Best Sex Therapist in Los Angeles
“We are not mad. We are human.We want to love, and someone must forgive us for the paths we take to love, for the paths are many and dark, and we are ardent and cruel in our journey.” ~ Leonard Cohen
“Did you hear the joke about Jewish women? They don’t believe in sex AFTER marriage!”
“For a long time a woman’s only power was to say ‘No.’” ~ Esther Perel
“Women need a reason to have sex.
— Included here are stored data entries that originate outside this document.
//! Unit tests for the `Terraform` command builder.
//!
//! Verifies option validation, flag assembly per action, success-phrase
//! checks, and working-directory scoping around `output()`.

#![allow(clippy::expect_used, clippy::unwrap_used)]

use std::path::PathBuf;

use dlab_cli::application::services::terraform::{
    TF_INIT_SUCCESS_MSG, TF_VALIDATE_SUCCESS_MSG, Terraform,
};
use dlab_cli::domain::error::{ParameterError, TerraformError};
use dlab_cli::domain::params::{ParamValue, TerraformAction, TerraformOptions};
use serde_json::json;
use serde_yaml::Mapping;

use crate::mocks::{Call, MockExecutor};

// ─── Helpers ─────────────────────────────────────────────────────────────────

fn overrides(yaml: &str) -> Mapping {
    serde_yaml::from_str(yaml).expect("valid yaml")
}

fn terraform(yaml: &str, executor: MockExecutor) -> Terraform<MockExecutor> {
    Terraform::new(executor, &overrides(yaml)).expect("valid overrides")
}

fn defaults(executor: MockExecutor) -> Terraform<MockExecutor> {
    Terraform::new(executor, &Mapping::new()).expect("defaults are valid")
}

// ─── Construction ────────────────────────────────────────────────────────────

#[test]
fn test_new_stores_supplied_values() {
    let tf = terraform(
        "no_color: false\nstate: prod.tfstate\nvariables: {x: '1'}\ntf_path: /srv/tf\n",
        MockExecutor::returning(""),
    );
    assert_eq!(tf.params().get("no_color"), Some(&ParamValue::Bool(false)));
    assert_eq!(
        tf.params().get("state"),
        Some(&ParamValue::Str("prod.tfstate".into()))
    );
    assert_eq!(tf.tf_path(), "/srv/tf");
}

#[test]
fn test_new_rejects_wrong_type_with_details() {
    let err = Terraform::new(MockExecutor::returning(""), &overrides("auto_approve: 1"))
        .err()
        .expect("type mismatch must fail");
    let ParameterError::InvalidParameterType {
        value,
        actual,
        expected,
    } = err
    else {
        panic!("expected a type error");
    };
    assert_eq!((value.as_str(), actual, expected), ("1", "number", "bool"));
}

#[test]
fn test_new_rejects_non_string_tf_path() {
    let result = Terraform::new(MockExecutor::returning(""), &overrides("tf_path: true"));
    assert!(result.is_err());
}

#[test]
fn test_new_rejects_tf_path_with_space() {
    let err = Terraform::new(MockExecutor::returning(""), &overrides("tf_path: my infra"))
        .err()
        .expect("a path with whitespace must fail");
    assert!(matches!(err, ParameterError::UnsafeValue { ref name, .. } if name == "tf_path"));
}

#[test]
fn test_new_rejects_quoted_variable_before_running() {
    let options = TerraformOptions {
        variables: vec![("x".into(), "1'; echo injected; echo '".into())],
        ..TerraformOptions::default()
    };
    let result = Terraform::new(MockExecutor::returning(""), &options.to_overrides());
    assert!(matches!(result, Err(ParameterError::UnsafeValue { .. })));
}

#[test]
fn test_new_ignores_unknown_keys() {
    let tf = terraform("parallelism: 4\n", MockExecutor::returning(""));
    assert_eq!(
        tf.command(TerraformAction::Apply),
        "terraform apply -no-color -auto-approve"
    );
}

#[test]
fn test_typed_options_go_through_same_validation() {
    let options = TerraformOptions {
        state: Some("s.tfstate".into()),
        tf_path: Some("infra".into()),
        ..TerraformOptions::default()
    };
    let tf = Terraform::new(MockExecutor::returning(""), &options.to_overrides()).unwrap();
    assert_eq!(
        tf.command(TerraformAction::Output),
        "terraform output -json -state=s.tfstate infra"
    );
}

// ─── Flag assembly ───────────────────────────────────────────────────────────

#[test]
fn test_init_and_validate_never_take_flags() {
    let tf = terraform(
        "state: s\nvariables: {x: '1'}\ntf_path: infra\n",
        MockExecutor::returning(""),
    );
    assert_eq!(tf.command(TerraformAction::Init), "terraform init");
    assert_eq!(tf.command(TerraformAction::Validate), "terraform validate");
}

#[test]
fn test_apply_flag_order_follows_table() {
    let tf = terraform(
        "variables: {x: '1', y: '2'}\nstate: s.tfstate\ntf_path: infra\n",
        MockExecutor::returning(""),
    );
    assert_eq!(
        tf.command(TerraformAction::Apply),
        "terraform apply -no-color -auto-approve -state=s.tfstate -var 'x=1' -var 'y=2' infra"
    );
}

#[test]
fn test_destroy_uses_same_flags_as_apply() {
    let tf = terraform("variables: {x: '1'}\n", MockExecutor::returning(""));
    assert_eq!(
        tf.options(TerraformAction::Destroy),
        tf.options(TerraformAction::Apply)
    );
}

#[test]
fn test_false_and_empty_values_are_omitted() {
    let tf = terraform(
        "no_color: false\nauto_approve: false\nstate: ''\nvariables: {}\n",
        MockExecutor::returning(""),
    );
    assert_eq!(tf.options(TerraformAction::Apply), "");
    assert_eq!(tf.command(TerraformAction::Apply), "terraform apply");
}

#[test]
fn test_output_excludes_apply_only_flags() {
    let tf = terraform(
        "variables: {x: '1'}\nno_color: true\n",
        MockExecutor::returning(""),
    );
    assert_eq!(tf.command(TerraformAction::Output), "terraform output -json");
}

#[test]
fn test_json_view_never_reaches_apply() {
    let tf = defaults(MockExecutor::returning(""));
    assert!(!tf.options(TerraformAction::Apply).contains("-json"));
}

#[test]
fn test_output_without_json_view() {
    let tf = terraform("json_view: false\n", MockExecutor::returning(""));
    assert_eq!(tf.command(TerraformAction::Output), "terraform output");
}

// ─── initialize / validate ───────────────────────────────────────────────────

#[tokio::test]
async fn test_initialize_returns_raw_output_on_success() {
    let stdout = "Initializing provider plugins...\n\nTerraform has been successfully initialized!\n";
    let tf = defaults(MockExecutor::returning(stdout));
    assert_eq!(tf.initialize().await.unwrap(), stdout);
    assert_eq!(tf.executor().commands(), vec!["terraform init"]);
}

#[tokio::test]
async fn test_initialize_without_phrase_is_provisioning_error() {
    let tf = defaults(MockExecutor::returning("Error: Failed to query available provider packages"));
    let err = tf.initialize().await.unwrap_err();
    match err.downcast_ref::<TerraformError>() {
        Some(TerraformError::Provisioning { command }) => assert_eq!(command, "terraform init"),
        other => panic!("expected provisioning error, got {other:?}"),
    }
    assert_eq!(err.to_string(), "Exception raised while terraform init");
}

#[tokio::test]
async fn test_validate_checks_success_phrase() {
    let ok = defaults(MockExecutor::returning(
        "Success! The configuration is valid.\n",
    ));
    assert!(ok.validate().await.is_ok());

    let bad = defaults(MockExecutor::returning("Error: Unsupported argument"));
    let err = bad.validate().await.unwrap_err();
    assert!(matches!(
        err.downcast_ref::<TerraformError>(),
        Some(TerraformError::Provisioning { command }) if command == "terraform validate"
    ));
}

#[tokio::test]
async fn test_success_phrases_are_literal() {
    assert_eq!(TF_INIT_SUCCESS_MSG, "Terraform has been successfully initialized!");
    assert_eq!(TF_VALIDATE_SUCCESS_MSG, "Success!");
    // Case differences are not success.
    let tf = defaults(MockExecutor::returning("success!"));
    assert!(tf.validate().await.is_err());
}

#[tokio::test]
async fn test_initialize_propagates_executor_error() {
    let tf = defaults(MockExecutor::failing("terraform: command not found"));
    let err = tf.initialize().await.unwrap_err();
    assert!(err.downcast_ref::<TerraformError>().is_none());
    assert!(format!("{err:#}").contains("command not found"));
}

// ─── apply / destroy ─────────────────────────────────────────────────────────

#[tokio::test]
async fn test_apply_returns_output_without_checking_it() {
    let tf = terraform("tf_path: infra\n", MockExecutor::returning("Error: nothing good"));
    assert_eq!(tf.apply().await.unwrap(), "Error: nothing good");
    assert_eq!(
        tf.executor().commands(),
        vec!["terraform apply -no-color -auto-approve infra"]
    );
}

#[tokio::test]
async fn test_apply_does_not_change_directory() {
    let tf = terraform("tf_path: infra\n", MockExecutor::returning(""));
    tf.apply().await.unwrap();
    assert_eq!(tf.executor().calls()[0].cwd, None);
}

#[tokio::test]
async fn test_destroy_propagates_executor_error() {
    let tf = defaults(MockExecutor::failing("exit status 1"));
    let err = tf.destroy().await.unwrap_err();
    assert!(format!("{err:#}").contains("exit status 1"));
    assert!(err.to_string().contains("terraform destroy"));
}

// ─── output ──────────────────────────────────────────────────────────────────

#[tokio::test]
async fn test_output_runs_in_tf_path_and_parses_json() {
    let tf = terraform(
        "tf_path: /srv/infra\nstate: s.tfstate\n",
        MockExecutor::returning(r#"{"ip": {"sensitive": false, "type": "string", "value": "10.0.0.1"}}"#),
    );
    let value = tf.output().await.unwrap();
    assert_eq!(value["ip"]["value"], json!("10.0.0.1"));
    assert_eq!(
        tf.executor().calls(),
        vec![Call {
            command: "terraform output -json -state=s.tfstate /srv/infra".into(),
            cwd: Some(PathBuf::from("/srv/infra")),
        }]
    );
    assert_eq!(tf.executor().cwd(), None, "directory must be restored");
}

#[tokio::test]
async fn test_output_restores_directory_when_executor_fails() {
    let tf = terraform("tf_path: /srv/infra\n", MockExecutor::failing("boom"));
    assert!(tf.output().await.is_err());
    assert_eq!(tf.executor().calls()[0].cwd, Some(PathBuf::from("/srv/infra")));
    assert_eq!(tf.executor().cwd(), None);
}

#[tokio::test]
async fn test_output_malformed_json_is_parse_error() {
    let tf = defaults(MockExecutor::returning("Outputs:\n\nip = \"10.0.0.1\"\n"));
    let err = tf.output().await.unwrap_err();
    assert!(matches!(
        err.downcast_ref::<TerraformError>(),
        Some(TerraformError::OutputParse(_))
    ));
    assert_eq!(tf.executor().cwd(), None);
}

#[tokio::test]
async fn test_output_without_tf_path_keeps_directory() {
    let tf = defaults(MockExecutor::returning("{}"));
    assert_eq!(tf.output().await.unwrap(), json!({}));
    assert_eq!(tf.executor().calls()[0].cwd, None);
}

#[tokio::test]
async fn test_each_operation_issues_exactly_one_call() {
    let tf = defaults(MockExecutor::with(|cmd| {
        Ok(match cmd {
            "terraform init" => TF_INIT_SUCCESS_MSG.to_string(),
            "terraform validate" => TF_VALIDATE_SUCCESS_MSG.to_string(),
            c if c.starts_with("terraform output") => "{}".to_string(),
            _ => String::new(),
        })
    }));
    tf.initialize().await.unwrap();
    tf.validate().await.unwrap();
    tf.apply().await.unwrap();
    tf.destroy().await.unwrap();
    tf.output().await.unwrap();
    assert_eq!(
        tf.executor().commands(),
        vec![
            "terraform init",
            "terraform validate",
            "terraform apply -no-color -auto-approve",
            "terraform destroy -no-color -auto-approve",
            "terraform output -json",
        ]
    );
}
Men just need a place.”~ City Slickers
There’s a scene in “Blazing Saddles” where the sheriff holds a gun to his own head and takes himself hostage so that the townspeople do not kill him.
Over the course of my ten years of practicing psychotherapy, this scene is an apt analogy for what I believe occurs in many marriages: individuals either consciously or subconsciously WITHHOLD affection in order to terrorize their partners into capitulating to meet their supposed “needs” or desires — their “demands.” (Please note that I am an ardent feminist and believe — contrary to the quotes above that men can also say “no” and need a reason to have sex. I have witnessed men shutter the nookie factory just as many times as I have witnessed women shutter the nookie factory.)
Hence, for me, the Best Sex Therapist — particularly in Los Angeles where many relationships are transactional — is former FBI hostage negotiator Chris Voss. In particular, I turn all of my couples onto his Masterclass and teach them what Mister Voss calls “tactical empathy” or what psychotherapists refer to as reflective or active listening:
“So if I hear you correctly… you feel that…”
Mister Voss objects to the “I hear” part of reflective listening when negotiating with hostage but I believe it is essential in VALIDATING your partner’s emotional experience. Throughout our daily lives when our listeners are multitasking and not matching our facial affects, they are unintentionally invalidating our emotional experiences.
As I state in my book “How To Survive Your Childhood Now That You’re An Adult,” “Mirror neurons do not fire via text message.”
In the late 1960s, UCLA Dr. Albert Meharabian found that 93% of communication is non-verbal:
7% happens in spoken words
38% happens through voice tone
55% happens via general body language
Which is why I teach couples the NLP techniques of mirroring and matching so that they can sync up, attune, and resonate with each other — and actively VALIDATE their partner’s emotional experience, whatever that may be.
“Right and wrong are on the other side of the front door: you can pick them up on the way out,” I tell couples. “I’m not a judge and you are not attorneys trying a case. Both of you are entitled to whatever emotional experiences you are having and I’m going to teach you how to VALIDATE each other’s feelings — even if you cannot understand them or blatantly disagree with them.”
So when I find that either person is or both people are withholding physical affection, I treat the situation as a hostage negotiation and coach both parties into actively hearing each other and reflecting back what they hear as accurately as possible both verbally and non-verbally.
As Krishnamurti said, “It is no measure of health to be well adjusted to a profoundly sick society.” And the ways we communicate through DM, IM, email and texting have profound ramifications and are rife with misinterpretation. In his Masterclass, Mister Voss states that most emails are read negatively. I concur and believe that written sarcasm and irony often land poorly while the intention was friendly or even loving. We have become pawns of technology and I have witnessed it destroy hundreds of loving relationships.
So if you are in a couple and your sex life is not what you want it to be, I would refer you to the person who I consider to be the Best Sex Therapist working today: former FBI hostage negotiator Chris Voss. Allow him to teach you tactical empathy and I believe that making your partner feel heard and validating his or her emotions will inspire him or her to release the affection that he or she has been holding hostage from you.